## [WORK INSTRUCTIONS]
In the entries below, find every line holding the string "tasks" and collect it.

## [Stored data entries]
= Beginning of Section =

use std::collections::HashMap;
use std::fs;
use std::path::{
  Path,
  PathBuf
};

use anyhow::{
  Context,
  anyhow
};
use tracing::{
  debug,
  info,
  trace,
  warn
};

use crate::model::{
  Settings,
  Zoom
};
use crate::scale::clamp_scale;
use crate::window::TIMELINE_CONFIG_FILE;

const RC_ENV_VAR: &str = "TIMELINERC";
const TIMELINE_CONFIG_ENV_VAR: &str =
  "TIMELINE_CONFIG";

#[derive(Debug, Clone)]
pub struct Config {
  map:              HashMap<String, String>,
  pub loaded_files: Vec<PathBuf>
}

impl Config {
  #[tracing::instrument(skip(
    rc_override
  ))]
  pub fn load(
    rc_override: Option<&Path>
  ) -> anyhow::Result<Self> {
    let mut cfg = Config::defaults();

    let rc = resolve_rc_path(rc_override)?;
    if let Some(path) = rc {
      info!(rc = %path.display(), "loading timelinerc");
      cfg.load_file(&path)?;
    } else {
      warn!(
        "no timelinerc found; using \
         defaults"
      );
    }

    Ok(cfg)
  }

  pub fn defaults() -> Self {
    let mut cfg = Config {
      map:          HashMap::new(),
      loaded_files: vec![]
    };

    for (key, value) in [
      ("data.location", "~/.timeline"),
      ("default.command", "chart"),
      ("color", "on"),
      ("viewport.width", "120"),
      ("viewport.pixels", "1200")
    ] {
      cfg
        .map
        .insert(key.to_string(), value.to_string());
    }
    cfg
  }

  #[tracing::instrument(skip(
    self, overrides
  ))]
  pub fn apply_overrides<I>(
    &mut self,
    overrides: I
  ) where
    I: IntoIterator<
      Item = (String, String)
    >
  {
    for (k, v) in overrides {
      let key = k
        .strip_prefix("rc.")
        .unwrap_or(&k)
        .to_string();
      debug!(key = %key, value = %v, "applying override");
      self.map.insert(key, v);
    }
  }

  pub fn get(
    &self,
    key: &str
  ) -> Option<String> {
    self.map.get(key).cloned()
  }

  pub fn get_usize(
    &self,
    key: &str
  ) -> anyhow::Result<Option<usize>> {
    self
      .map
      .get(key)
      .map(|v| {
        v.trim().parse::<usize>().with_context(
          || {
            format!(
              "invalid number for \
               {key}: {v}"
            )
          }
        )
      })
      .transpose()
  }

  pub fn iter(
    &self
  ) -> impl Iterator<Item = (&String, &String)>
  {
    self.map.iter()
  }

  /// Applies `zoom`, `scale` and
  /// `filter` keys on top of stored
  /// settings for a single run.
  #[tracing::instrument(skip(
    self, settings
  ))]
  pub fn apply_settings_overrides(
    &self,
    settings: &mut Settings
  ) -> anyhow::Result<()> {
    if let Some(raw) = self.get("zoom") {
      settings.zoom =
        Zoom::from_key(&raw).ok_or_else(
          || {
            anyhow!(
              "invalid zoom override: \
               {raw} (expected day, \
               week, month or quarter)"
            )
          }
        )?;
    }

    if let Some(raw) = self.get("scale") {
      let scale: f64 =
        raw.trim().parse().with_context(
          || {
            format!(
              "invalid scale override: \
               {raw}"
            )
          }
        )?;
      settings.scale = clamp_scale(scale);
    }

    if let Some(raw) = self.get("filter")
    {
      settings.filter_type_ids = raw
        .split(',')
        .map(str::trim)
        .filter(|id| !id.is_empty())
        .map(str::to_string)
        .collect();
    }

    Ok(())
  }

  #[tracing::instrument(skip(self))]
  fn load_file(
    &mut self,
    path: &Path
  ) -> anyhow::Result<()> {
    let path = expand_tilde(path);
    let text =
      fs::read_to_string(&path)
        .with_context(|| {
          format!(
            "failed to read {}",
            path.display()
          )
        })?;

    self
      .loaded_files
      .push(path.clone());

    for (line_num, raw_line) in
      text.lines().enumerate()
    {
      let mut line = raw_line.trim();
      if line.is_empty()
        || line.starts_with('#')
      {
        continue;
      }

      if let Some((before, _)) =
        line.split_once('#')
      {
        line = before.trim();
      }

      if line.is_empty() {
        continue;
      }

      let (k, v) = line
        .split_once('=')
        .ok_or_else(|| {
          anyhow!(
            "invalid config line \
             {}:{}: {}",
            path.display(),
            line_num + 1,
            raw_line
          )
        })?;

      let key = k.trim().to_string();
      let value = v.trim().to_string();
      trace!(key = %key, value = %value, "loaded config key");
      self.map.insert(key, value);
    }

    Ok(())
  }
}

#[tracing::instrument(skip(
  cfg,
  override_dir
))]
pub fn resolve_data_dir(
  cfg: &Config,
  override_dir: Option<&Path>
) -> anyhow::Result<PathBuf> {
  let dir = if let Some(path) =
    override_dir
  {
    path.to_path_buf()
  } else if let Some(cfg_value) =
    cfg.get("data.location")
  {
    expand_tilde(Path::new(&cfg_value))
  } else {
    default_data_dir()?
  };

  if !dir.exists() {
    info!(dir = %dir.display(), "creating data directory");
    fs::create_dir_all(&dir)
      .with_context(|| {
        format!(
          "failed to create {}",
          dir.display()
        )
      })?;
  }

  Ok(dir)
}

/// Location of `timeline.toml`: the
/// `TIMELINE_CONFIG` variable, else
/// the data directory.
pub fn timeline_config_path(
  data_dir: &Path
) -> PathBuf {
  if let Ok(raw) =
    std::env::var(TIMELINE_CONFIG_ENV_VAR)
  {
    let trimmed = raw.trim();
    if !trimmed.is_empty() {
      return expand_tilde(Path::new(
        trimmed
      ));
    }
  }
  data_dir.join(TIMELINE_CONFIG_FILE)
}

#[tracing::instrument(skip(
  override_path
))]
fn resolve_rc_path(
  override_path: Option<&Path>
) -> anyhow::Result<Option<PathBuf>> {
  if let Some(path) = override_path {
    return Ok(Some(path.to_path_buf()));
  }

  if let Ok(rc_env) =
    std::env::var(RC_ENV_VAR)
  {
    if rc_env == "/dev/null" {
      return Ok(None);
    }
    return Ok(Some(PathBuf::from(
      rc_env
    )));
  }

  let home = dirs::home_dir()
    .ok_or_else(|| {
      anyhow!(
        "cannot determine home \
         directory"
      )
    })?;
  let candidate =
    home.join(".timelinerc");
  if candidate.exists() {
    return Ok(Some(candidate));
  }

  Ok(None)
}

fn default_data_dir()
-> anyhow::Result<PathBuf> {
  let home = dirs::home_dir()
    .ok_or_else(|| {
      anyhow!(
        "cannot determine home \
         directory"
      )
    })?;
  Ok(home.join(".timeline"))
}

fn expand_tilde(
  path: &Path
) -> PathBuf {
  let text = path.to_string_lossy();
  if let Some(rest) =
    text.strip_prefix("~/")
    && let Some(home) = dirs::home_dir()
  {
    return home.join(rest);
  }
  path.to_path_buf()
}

= End of Section =
= Beginning of Section =

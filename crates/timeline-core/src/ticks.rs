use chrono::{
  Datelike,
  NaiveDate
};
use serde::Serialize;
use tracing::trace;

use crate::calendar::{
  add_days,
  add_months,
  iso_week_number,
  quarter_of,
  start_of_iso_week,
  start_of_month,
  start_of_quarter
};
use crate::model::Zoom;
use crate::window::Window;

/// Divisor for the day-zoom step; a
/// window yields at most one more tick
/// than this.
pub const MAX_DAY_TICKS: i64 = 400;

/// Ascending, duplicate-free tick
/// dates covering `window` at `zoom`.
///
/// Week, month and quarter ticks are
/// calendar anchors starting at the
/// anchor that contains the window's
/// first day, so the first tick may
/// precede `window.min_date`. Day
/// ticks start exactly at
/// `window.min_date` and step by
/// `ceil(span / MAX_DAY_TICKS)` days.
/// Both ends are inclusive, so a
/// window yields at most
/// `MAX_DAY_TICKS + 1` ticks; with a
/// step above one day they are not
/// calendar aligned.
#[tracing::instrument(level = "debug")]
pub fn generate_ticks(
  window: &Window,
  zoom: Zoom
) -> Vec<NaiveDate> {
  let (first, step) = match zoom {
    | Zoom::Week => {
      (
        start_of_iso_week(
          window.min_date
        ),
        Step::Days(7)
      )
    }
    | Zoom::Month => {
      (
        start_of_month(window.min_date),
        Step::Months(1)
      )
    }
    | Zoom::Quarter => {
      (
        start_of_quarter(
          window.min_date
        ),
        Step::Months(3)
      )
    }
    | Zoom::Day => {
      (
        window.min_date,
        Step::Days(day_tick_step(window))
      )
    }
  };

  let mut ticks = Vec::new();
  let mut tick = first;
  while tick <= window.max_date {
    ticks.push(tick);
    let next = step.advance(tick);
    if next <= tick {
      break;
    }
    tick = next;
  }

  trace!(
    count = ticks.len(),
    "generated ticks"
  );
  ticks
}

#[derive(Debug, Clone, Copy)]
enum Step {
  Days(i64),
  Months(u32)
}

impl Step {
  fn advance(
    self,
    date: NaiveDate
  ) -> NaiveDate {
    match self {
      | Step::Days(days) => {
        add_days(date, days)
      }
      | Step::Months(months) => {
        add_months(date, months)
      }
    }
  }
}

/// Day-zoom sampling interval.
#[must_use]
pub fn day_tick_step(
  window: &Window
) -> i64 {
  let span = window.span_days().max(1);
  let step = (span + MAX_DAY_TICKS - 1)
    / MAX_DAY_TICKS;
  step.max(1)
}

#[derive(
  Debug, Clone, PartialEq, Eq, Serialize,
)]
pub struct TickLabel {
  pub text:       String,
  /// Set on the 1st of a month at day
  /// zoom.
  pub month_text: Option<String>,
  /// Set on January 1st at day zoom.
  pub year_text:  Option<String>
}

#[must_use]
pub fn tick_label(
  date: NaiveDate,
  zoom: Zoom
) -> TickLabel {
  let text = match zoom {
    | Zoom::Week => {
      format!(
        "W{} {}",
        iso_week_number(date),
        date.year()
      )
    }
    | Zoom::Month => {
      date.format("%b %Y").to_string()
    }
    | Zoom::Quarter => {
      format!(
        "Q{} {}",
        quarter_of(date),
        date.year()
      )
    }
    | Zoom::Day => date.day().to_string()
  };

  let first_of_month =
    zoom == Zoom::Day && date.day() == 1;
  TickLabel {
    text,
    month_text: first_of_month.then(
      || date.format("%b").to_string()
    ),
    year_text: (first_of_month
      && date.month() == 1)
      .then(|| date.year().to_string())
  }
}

= End of Section =
= Beginning of Section =

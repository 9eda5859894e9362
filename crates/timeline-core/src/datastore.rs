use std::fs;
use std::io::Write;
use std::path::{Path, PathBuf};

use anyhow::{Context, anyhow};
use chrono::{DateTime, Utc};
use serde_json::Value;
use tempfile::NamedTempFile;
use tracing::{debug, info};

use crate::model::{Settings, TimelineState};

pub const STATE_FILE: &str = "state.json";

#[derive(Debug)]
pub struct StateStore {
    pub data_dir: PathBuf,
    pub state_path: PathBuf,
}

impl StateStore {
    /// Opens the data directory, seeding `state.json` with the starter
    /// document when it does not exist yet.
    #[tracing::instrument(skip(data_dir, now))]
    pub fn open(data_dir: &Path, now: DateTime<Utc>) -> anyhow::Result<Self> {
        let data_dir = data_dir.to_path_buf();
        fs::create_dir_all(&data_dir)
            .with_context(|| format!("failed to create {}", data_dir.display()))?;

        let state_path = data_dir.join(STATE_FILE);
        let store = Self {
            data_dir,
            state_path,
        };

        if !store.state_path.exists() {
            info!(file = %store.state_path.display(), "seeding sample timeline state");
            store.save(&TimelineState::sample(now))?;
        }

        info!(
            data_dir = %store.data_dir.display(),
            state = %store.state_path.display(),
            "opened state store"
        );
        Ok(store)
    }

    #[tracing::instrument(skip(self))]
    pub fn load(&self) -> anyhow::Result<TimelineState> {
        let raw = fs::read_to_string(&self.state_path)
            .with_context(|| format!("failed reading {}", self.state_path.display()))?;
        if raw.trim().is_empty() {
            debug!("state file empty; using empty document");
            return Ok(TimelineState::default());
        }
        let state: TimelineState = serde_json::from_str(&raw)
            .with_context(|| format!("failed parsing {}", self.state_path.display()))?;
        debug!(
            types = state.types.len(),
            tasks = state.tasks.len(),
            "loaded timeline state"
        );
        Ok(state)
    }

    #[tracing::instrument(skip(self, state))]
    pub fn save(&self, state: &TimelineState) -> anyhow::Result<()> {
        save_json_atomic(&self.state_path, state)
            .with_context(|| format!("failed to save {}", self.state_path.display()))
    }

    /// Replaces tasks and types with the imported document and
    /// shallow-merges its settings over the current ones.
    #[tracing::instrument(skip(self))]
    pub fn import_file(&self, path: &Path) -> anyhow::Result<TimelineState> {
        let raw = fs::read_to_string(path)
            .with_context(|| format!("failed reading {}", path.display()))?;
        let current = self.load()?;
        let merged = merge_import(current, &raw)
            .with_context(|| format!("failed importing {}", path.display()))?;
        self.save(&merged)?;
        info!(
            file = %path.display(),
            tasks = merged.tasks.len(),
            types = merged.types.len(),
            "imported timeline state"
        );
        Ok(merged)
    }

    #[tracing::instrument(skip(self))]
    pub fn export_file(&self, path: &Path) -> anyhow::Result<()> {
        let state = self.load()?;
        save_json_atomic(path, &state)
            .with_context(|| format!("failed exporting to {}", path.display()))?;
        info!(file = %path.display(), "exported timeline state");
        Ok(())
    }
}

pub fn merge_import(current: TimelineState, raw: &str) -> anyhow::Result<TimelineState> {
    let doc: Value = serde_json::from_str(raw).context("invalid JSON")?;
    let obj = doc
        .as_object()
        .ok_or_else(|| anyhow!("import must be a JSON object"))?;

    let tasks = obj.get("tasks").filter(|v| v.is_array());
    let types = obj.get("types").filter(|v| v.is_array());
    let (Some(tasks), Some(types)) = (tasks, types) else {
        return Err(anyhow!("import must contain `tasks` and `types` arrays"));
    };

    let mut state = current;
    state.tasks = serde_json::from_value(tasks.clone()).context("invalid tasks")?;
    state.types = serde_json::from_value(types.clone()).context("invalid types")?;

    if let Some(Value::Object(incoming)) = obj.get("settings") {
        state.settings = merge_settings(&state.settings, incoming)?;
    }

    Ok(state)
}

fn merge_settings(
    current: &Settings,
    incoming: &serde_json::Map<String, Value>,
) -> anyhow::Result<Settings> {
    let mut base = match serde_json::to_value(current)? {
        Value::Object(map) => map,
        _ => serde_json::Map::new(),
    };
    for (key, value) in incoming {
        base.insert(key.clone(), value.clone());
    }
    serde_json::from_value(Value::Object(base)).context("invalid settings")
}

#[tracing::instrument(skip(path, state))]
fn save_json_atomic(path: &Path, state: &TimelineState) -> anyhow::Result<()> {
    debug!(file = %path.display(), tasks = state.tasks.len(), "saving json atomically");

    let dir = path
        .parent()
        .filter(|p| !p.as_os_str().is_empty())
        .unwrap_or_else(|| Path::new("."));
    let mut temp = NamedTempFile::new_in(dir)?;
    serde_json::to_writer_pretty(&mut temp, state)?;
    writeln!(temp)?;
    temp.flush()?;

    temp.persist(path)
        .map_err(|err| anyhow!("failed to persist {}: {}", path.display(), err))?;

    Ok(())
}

= End of Section =

## [THE COMPLETED TASK]
            tasks = state.tasks.len(),
    /// Replaces tasks and types with the imported document and
            tasks = merged.tasks.len(),
    let tasks = obj.get("tasks").filter(|v| v.is_array());
    let (Some(tasks), Some(types)) = (tasks, types) else {
        return Err(anyhow!("import must contain `tasks` and `types` arrays"));
    state.tasks = serde_json::from_value(tasks.clone()).context("invalid tasks")?;
    debug!(file = %path.display(), tasks = state.tasks.len(), "saving json atomically");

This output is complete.